L'histoire de mon petit Marcel, bébé chevreuil élevé au biberon:

----------


## Amandinee-b

C'est une très belle vidéo. 
Marcel est vraiment adorable.  ::

----------


## Jade01

Ton témoignage m'a émue aux larmes,  il m'a fait penser à la chevrette que j'ai élevée au biberon quand j'avais ton âge  :: 

Merci pour lui

----------


## ginette

trés belle vidéo mille mercis de nous avoir fait partagé une tranche de vie trés trés émouvante ::  Marcel est mimi ::

----------


## May-May

Ho la vache, qu'est ce que c'est touchant ! Par contre ça a du être vraiment très dur de le laisser partir...

Une petite question, il boit quoi comme lait ? (Ça m'intrigue  :: )

----------


## Sév51

:: très belle histoire
et bravo à toi d'avoir su le laisser partir dans ce centre, c'est une grande preuve d'amour...

----------


## Jade01

> Ho la vache, qu'est ce que c'est touchant ! Par contre ça a du être vraiment très dur de le laisser partir...
> 
> Une petite question, il boit quoi comme lait ? (Ça m'intrigue )


Pour ma biquette on achetait du lait en poudre chez le véto  ::

----------


## May-May

C'est donc le même lait que pour chiens et chats ?

----------


## Jess-du-51

c'est magnifique ! Très très émouvant !

----------


## tsarrott

superbe vidéo, et bravo pour ce que tu as fait pour Marcel
il sera relâché dans un centre de sauvegarde dans un an ?
ça doit être très dur de se dire qu'on en a pris soin comme ça plusieurs semaines et que d'un coup, hop, on ne peut plus avoir de contact. Vous avez des nouvelles par le centre ? Même pour lui, ça doit faire un sacré changement aussi.
Belle et longue vie à Marcel et encore bravo

----------


## Wilo

une histoire magnifique, merci Zaberlo  ::

----------


## Jade01

> C'est donc le même lait que pour chiens et chats ?

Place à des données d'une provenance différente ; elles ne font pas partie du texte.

use std::fs;

use ratatui::style::Color;
use rust_embed::Embed;
use serde::{Deserialize, Serialize};

#[derive(Embed)]
#[folder = "assets/themes/"]
struct ThemeAssets;

/// Order used when cycling themes from the keyboard.
pub const THEME_ORDER: &[&str] = &["light", "dark", "colorful"];

#[derive(Clone, Debug, Serialize, Deserialize)]
pub struct Theme {
    pub name: String,
    pub colors: ThemeColors,
}

#[derive(Clone, Debug, Serialize, Deserialize)]
pub struct ThemeColors {
    pub bg: String,
    pub fg: String,
    pub text_correct: String,
    pub text_incorrect: String,
    pub text_incorrect_bg: String,
    pub text_pending: String,
    pub text_cursor_bg: String,
    pub text_cursor_fg: String,
    pub accent: String,
    pub border: String,
    pub header_bg: String,
    pub header_fg: String,
    pub bar_filled: String,
    pub bar_empty: String,
    pub error: String,
    pub warning: String,
    pub success: String,
}

impl Theme {
    pub fn load(name: &str) -> Option<Self> {
        // User themes shadow bundled ones
        if let Some(config_dir) = dirs::config_dir() {
            let user_theme_path = config_dir
                .join("phrasedash")
                .join("themes")
                .join(format!("{name}.toml"));
            if let Ok(content) = fs::read_to_string(&user_theme_path) {
                match toml::from_str::<Theme>(&content) {
                    Ok(theme) => return Some(theme),
                    Err(e) => tracing::warn!(
                        path = %user_theme_path.display(),
                        error = %e,
                        "ignoring invalid user theme"
                    ),
                }
            }
        }

        let file = ThemeAssets::get(&format!("{name}.toml"))?;
        let content = std::str::from_utf8(file.data.as_ref()).ok()?;
        toml::from_str::<Theme>(content).ok()
    }

    /// Theme after `current` in [`THEME_ORDER`]; unknown names restart the cycle.
    pub fn next_name(current: &str) -> &'static str {
        let idx = THEME_ORDER.iter().position(|&n| n == current);
        match idx {
            Some(i) => THEME_ORDER[(i + 1) % THEME_ORDER.len()],
            None => THEME_ORDER[0],
        }
    }
}

impl Default for Theme {
    fn default() -> Self {
        Self::load(THEME_ORDER[0]).unwrap_or_else(|| Self {
            name: THEME_ORDER[0].to_string(),
            colors: ThemeColors::default(),
        })
    }
}

impl Default for ThemeColors {
    fn default() -> Self {
        Self {
            bg: "#fafafa".to_string(),
            fg: "#383a42".to_string(),
            text_correct: "#50a14f".to_string(),
            text_incorrect: "#e45649".to_string(),
            text_incorrect_bg: "#fbe3e1".to_string(),
            text_pending: "#a0a1a7".to_string(),
            text_cursor_bg: "#4078f2".to_string(),
            text_cursor_fg: "#fafafa".to_string(),
            accent: "#4078f2".to_string(),
            border: "#d4d4d4".to_string(),
            header_bg: "#e5e5e6".to_string(),
            header_fg: "#383a42".to_string(),
            bar_filled: "#4078f2".to_string(),
            bar_empty: "#e5e5e6".to_string(),
            error: "#e45649".to_string(),
            warning: "#c18401".to_string(),
            success: "#50a14f".to_string(),
        }
    }
}

impl ThemeColors {
    pub fn parse_color(hex: &str) -> Color {
        let hex = hex.trim_start_matches('#');
        if hex.len() == 6 {
            if let (Ok(r), Ok(g), Ok(b)) = (
                u8::from_str_radix(&hex[0..2], 16),
                u8::from_str_radix(&hex[2..4], 16),
                u8::from_str_radix(&hex[4..6], 16),
            ) {
                return Color::Rgb(r, g, b);
            }
        }
        Color::White
    }

    pub fn bg(&self) -> Color { Self::parse_color(&self.bg) }
    pub fn fg(&self) -> Color { Self::parse_color(&self.fg) }
    pub fn text_correct(&self) -> Color { Self::parse_color(&self.text_correct) }
    pub fn text_incorrect(&self) -> Color { Self::parse_color(&self.text_incorrect) }
    pub fn text_incorrect_bg(&self) -> Color { Self::parse_color(&self.text_incorrect_bg) }
    pub fn text_pending(&self) -> Color { Self::parse_color(&self.text_pending) }
    pub fn text_cursor_bg(&self) -> Color { Self::parse_color(&self.text_cursor_bg) }
    pub fn text_cursor_fg(&self) -> Color { Self::parse_color(&self.text_cursor_fg) }
    pub fn accent(&self) -> Color { Self::parse_color(&self.accent) }
    pub fn border(&self) -> Color { Self::parse_color(&self.border) }
    pub fn header_bg(&self) -> Color { Self::parse_color(&self.header_bg) }
    pub fn header_fg(&self) -> Color { Self::parse_color(&self.header_fg) }
    pub fn bar_filled(&self) -> Color { Self::parse_color(&self.bar_filled) }
    pub fn bar_empty(&self) -> Color { Self::parse_color(&self.bar_empty) }
    pub fn error(&self) -> Color { Self::parse_color(&self.error) }
    pub fn warning(&self) -> Color { Self::parse_color(&self.warning) }
    pub fn success(&self) -> Color { Self::parse_color(&self.success) }
}
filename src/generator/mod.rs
pub mod phrase;
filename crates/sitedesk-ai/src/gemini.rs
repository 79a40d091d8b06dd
//! Gemini REST provider

use async_trait::async_trait;
use reqwest::Client;
use serde::{Deserialize, Serialize};
use tracing::debug;

use crate::error::{AiError, Result};
use crate::generator::TextGenerator;

const DEFAULT_MODEL: &str = "gemini-2.5-flash";
const API_BASE: &str = "https://generativelanguage.googleapis.com/v1beta/models";

/// Environment variable holding the Gemini API key.
pub const GEMINI_API_KEY_ENV: &str = "GEMINI_API_KEY";

/// Gemini client over the generateContent REST endpoint.
///
/// Built without a key it reports itself unconfigured; `generate` then fails
/// with `MissingApiKey` rather than issuing a request.
pub struct GeminiClient {
    client: Client,
    api_key: Option<String>,
    model: String,
}

impl GeminiClient {
    /// Create a new Gemini client
    pub fn new(api_key: impl Into<String>) -> Self {
        Self {
            client: Client::new(),
            api_key: Some(api_key.into()),
            model: DEFAULT_MODEL.to_string(),
        }
    }

    /// Create a client from the GEMINI_API_KEY environment variable.
    pub fn from_env() -> Self {
        let api_key = std::env::var(GEMINI_API_KEY_ENV)
            .ok()
            .filter(|key| !key.trim().is_empty());
        Self {
            client: Client::new(),
            api_key,
            model: DEFAULT_MODEL.to_string(),
        }
    }

    /// Set the model to use
    pub fn with_model(mut self, model: impl Into<String>) -> Self {
        self.model = model.into();
        self
    }
}

#[derive(Serialize)]
struct GenerateRequest {
    contents: Vec<Content>,
}

#[derive(Serialize)]
struct Content {
    parts: Vec<Part>,
}

#[derive(Serialize)]
struct Part {
    text: String,
}

#[derive(Deserialize)]
struct GenerateResponse {
    #[serde(default)]
    candidates: Vec<Candidate>,
}

#[derive(Deserialize)]
struct Candidate {
    content: Option<CandidateContent>,
}

#[derive(Deserialize)]
struct CandidateContent {
    #[serde(default)]
    parts: Vec<CandidatePart>,
}

#[derive(Deserialize)]
struct CandidatePart {
    text: Option<String>,
}

#[async_trait]
impl TextGenerator for GeminiClient {
    fn provider(&self) -> &str {
        "gemini"
    }

    fn is_configured(&self) -> bool {
        self.api_key.is_some()
    }

    async fn generate(&self, prompt: &str) -> Result<String> {
        let api_key = self.api_key.as_deref().ok_or(AiError::MissingApiKey)?;

        let url = format!("{API_BASE}/{}:generateContent", self.model);
        let request = GenerateRequest {
            contents: vec![Content {
                parts: vec![Part {
                    text: prompt.to_string(),
                }],
            }],
        };

        debug!(model = %self.model, "requesting generation");
        let response: GenerateResponse = self
            .client
            .post(&url)
            .query(&[("key", api_key)])
            .json(&request)
            .send()
            .await?
            .error_for_status()?
            .json()
            .await?;

        let text: String = response
            .candidates
            .first()
            .and_then(|c| c.content.as_ref())
            .map(|content| {
                content
                    .parts
                    .iter()
                    .filter_map(|p| p.text.as_deref())
                    .collect::<Vec<_>>()
                    .join("")
            })
            .unwrap_or_default();

        if text.trim().is_empty() {
            return Err(AiError::Api("empty response from model".to_string()));
        }

        Ok(text)
    }
}

#[cfg(test)]
mod tests {
    use super::*;

    #[test]
    fn missing_key_reports_unconfigured() {
        let client = GeminiClient {
            client: Client::new(),
            api_key: None,
            model: DEFAULT_MODEL.to_string(),
        };
        assert!(!client.is_configured());
    }

    #[tokio::test]
    async fn generate_without_key_fails_fast() {
        let client = GeminiClient {
            client: Client::new(),
            api_key: None,
            model: DEFAULT_MODEL.to_string(),
        };
        let err = client.generate("hello").await.unwrap_err();
        assert!(matches!(err, AiError::MissingApiKey));
    }

    #[test]
    fn response_shape_parses() {
        let raw = r#"{
            "candidates": [
                {"content": {"parts": [{"text": "Status "}, {"text": "report."}]}}
            ]
        }"#;
        let parsed: GenerateResponse = serde_json::from_str(raw).unwrap();
        let text: String = parsed.candidates[0]
            .content
            .as_ref()
            .unwrap()
            .parts
            .iter()
            .filter_map(|p| p.text.as_deref())
            .collect();
        assert_eq!(text, "Status report.");
    }
}
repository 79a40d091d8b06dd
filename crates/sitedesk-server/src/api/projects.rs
use crate::api::state::AppState;
use crate::api::{ApiError, ApiResponse};
use axum::extract::{Path, State};
use axum::Json;
use serde::Deserialize;
use sitedesk_core::{services, Project, TimelineEvent};

/// GET /api/projects - list all projects
pub async fn list_projects(State(state): State<AppState>) -> Json<ApiResponse<Vec<Project>>> {
    Json(ApiResponse::ok(
        services::project::list_projects(&state).await,
    ))
}

/// GET /api/projects/{id}
pub async fn get_project(
    State(state): State<AppState>,
    Path(id): Path<String>,
) -> Result<Json<ApiResponse<Project>>, ApiError> {
    match services::project::get_project(&state, &id).await {
        Some(project) => Ok(Json(ApiResponse::ok(project))),
        None => Err(ApiError::NotFound(format!("Project not found: {id}"))),
    }
}

#[derive(Debug, Deserialize)]
#[serde(rename_all = "camelCase")]
pub struct UpdateTimelineEventRequest {
    pub event: TimelineEvent,
    /// Acting user when no session is established.
    #[serde(default)]
    pub editor_id: Option<String>,
}

/// PUT /api/projects/{id}/timeline/{event_id} - replace a timeline event,
/// stamping the acting user and the current time.
pub async fn update_timeline_event(
    State(state): State<AppState>,
    Path((project_id, event_id)): Path<(String, String)>,
    Json(request): Json<UpdateTimelineEventRequest>,
) -> Result<Json<ApiResponse<TimelineEvent>>, ApiError> {
    let mut event = request.event;
    // The path is canonical for the target event id.
    event.id = event_id;

    let editor_id = state
        .session
        .current_user()
        .map(|u| u.id)
        .or(request.editor_id)
        .ok_or_else(|| {
            ApiError::BadRequest("No active session and no editorId provided".to_string())
        })?;

    let updated =
        services::project::update_timeline_event(&state, &project_id, event, &editor_id).await?;
    Ok(Json(ApiResponse::ok(updated)))
}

Personnellement je dirais non ,  on achetait de grands sacs, genre 10 kgs

----------


## phacélie

:: 
merci

----------


## vivelesbergers!

C'est toujours risqué de prendre soin d'un chevrillard si c'est un mâle, car, adulte, il n'a pas peur des Hommes et les attaque parfois à la période du rut s'il est trop imprégné, ce qui conduit à une mesure d'abattage... Dans un centre de sauvegarde il aura ses chances; dans la nature... Je n'ose ps l'imaginer.

----------


## zaberlo

On lui avait acheté un gros sac de lait en poudre de chèvre, c'est le lait qui se rapproche le plus de leur besoin. Effectivement ça a été très difficile de le laisser partir, j'en ai été malade, et encore aujourd'hui quand j'en parle j'ai les larmes aux yeux... Je lui avais fait un "petit" texte, je vous le mets:

Il était une fois, Marcel...


Mardi 21 juin 2011, première rencontre avec Marcel, bébé chevreuil de deux semaines. Ce sont les adoptants de Dague et Tulipa qui l’élèvent au biberon depuis sa naissance. Un chien le leur a ramené, il ne l’avait pas blessé mais ce petit bébé avait encore les sabots mous et il était impossible de retrouver sa mère. Les premiers jours furent difficiles, nourri à la seringue avec du lait pour chevreau, il n’était pas très vaillant... Mais Sébastien et Albanie ont fait du super travail et à deux semaines, Marcel était un bébé en pleine forme ! Tellement en forme, qu’il commence à vouloir découvrir le monde, mais il ne peut pas se dépenser comme il le faudrait car Sébastien et Albanie n’ont pas de terrain attenant. Ils nous demandent donc si l’on peut récupérer Marcel. On accepte sans hésiter, c’est un bébé tellement mignon... 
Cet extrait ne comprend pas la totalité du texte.